生前は可愛がってくれてありがとうございます。
今日、ゾーイを荼毘にふします。

Commented by NOONE-sei at 2012-11-20 03:26
osaさん、遅くなってごめんなさい!
もうじきね、初雪だと思うんです。
タイヤの交換もしなくちゃ、畑も凍みるから冬支度をしなくちゃ、、、
忙しく冬の準備をして、そしてほんとの雪の冬になったらぬくぬくです。
って、今度は雪かきに追われるんですけど(笑)

osaさんの「ありがとう」はきっと深いんだろうと感じました。
季節のことだけではないように思いました。
osaさんのなかで起こった反応はそちらをずっと訪問しているから
ちょとわかります。
またおいでください、コメントのお返事がこんなスローペースですけど。
Commented by NOONE-sei at 2012-11-20 03:50
さくらさん、遅くなってごめんなさい!
my mother・・・こんな駄洒落があったとは。

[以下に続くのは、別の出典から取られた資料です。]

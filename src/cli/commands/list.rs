//! `camara list` command - List every occupied position

use console::style;
use miette::Result;

use crate::cli::helpers::open_session;
use crate::cli::render::{delimited_records, render_records};
use crate::cli::{GlobalOpts, OutputFormat};
use crate::core::position::Position;

#[derive(clap::Args, Debug)]
pub struct ListArgs {
    /// Only list positions on the floor selected with --floor
    #[arg(long)]
    pub this_floor: bool,
}

pub fn run(args: ListArgs, global: &GlobalOpts) -> Result<()> {
    let session = open_session(global)?;
    let mut records = session.store().records()?;
    if args.this_floor {
        let floor = session.active_floor();
        records.retain(|r| {
            r.position
                .parse::<Position>()
                .is_ok_and(|p| p.floor() == floor)
        });
    }

    match global.format {
        OutputFormat::Json => println!(
            "{}",
            serde_json::to_string_pretty(&records).map_err(|e| miette::miette!("{}", e))?
        ),
        OutputFormat::Tsv => print!("{}", delimited_records(&records, false)),
        OutputFormat::Csv => print!("{}", delimited_records(&records, true)),
        OutputFormat::Auto => {
            if records.is_empty() {
                println!("No pallets registered.");
                return Ok(());
            }
            println!("{}", render_records(&records));
            if !global.quiet {
                println!();
                println!("{} pallet(s)", style(records.len()).cyan());
            }
        }
    }

    Ok(())
}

座布団三枚差し上げたい。
ヘルパーさんに来ていただくようになってちょうど一年なんです。
よその人が家に来るのは母にとって大事な刺激なんですけど、
軌道に乗るにはやはり時間が必要でした。
今では一緒にお料理をするのが楽しいようでわたしもそれが嬉しいです。
母を心の中で赦し受け入れ愛するようになるのに、わたしも一年かかりました。
さくらさん、ひとの善い所を見つけるのはたいへんですね。
大人の年齢であり親という立場であり自尊心があるから、なかなか手強い。
でも、後悔のないように、日々をすごしましょうね、お互いに。
エール、受け止めました、ありがとうです。
Commented by NOONE-sei at 2012-11-20 03:51
ハクママ、お返事を最後に書かせていただくね♪
Commented by NOONE-sei at 2012-11-20 04:01
ひすさん、遅くなってごめんなさい!
浮世絵の中の人!ひすさんのものの見方はおもしろいです。
気づかされることがいっぱいあるから、
こんなに悠長なブログでも読んでいてくださるのがはげましになるです。
今年の秋の景色は素晴らしかったですよ。
家からは安達太良と吾妻という日本百名山がふたつも見えるのですが、
山は雪をかぶり、でもすぐふもとは赤青黄のパノラマ。
しかも山から雨が吹きかかると虹がかかる。
そういう景色を見るたびに、一人で見るのがもったいなくて、
お見せしたいと心から思うんです。

案じてくれてありがとうです。
わたし、心のバランスをとるのが上手になったよ。
大丈夫!!
Commented by NOONE-sei at 2012-11-20 04:15
ハクママ、
みんなでよくがんばったね!!
看取らせてくれたゾーイはえらかったね!!
看取れる幸せというものがあって、動物はなかなかこれをさせてくれません。
あらかじめ決まっているであろう寿命を 誰もいない所で終わらすのが
動物というものの習性だからです。
そういう意味で、くまさんもハクママも、幸せな看取りができてほんとによかった。

月日が流れるのはたいそう大切なことで、
とらえきれぬほどの大きな現実を 一旦、自分の胸に取り込んで咀嚼する時間をくれる。
月日を数えるのはもっと大切なことで、
亡くなったひとや死んでゆく動物や、失くしたものやこれから失くなるものを 
ずっと、思い続けるよすがとなる。   (12夜 花の名 2011,05)

月日を数えることに奇異な感じがあるかもしれないけれども、
きっとより鮮やかなゾーイが立ち現われることと思います。
そうしてちゃんとごはんを食べて働いていつもどおりに暮らすんですよ、ハクママ。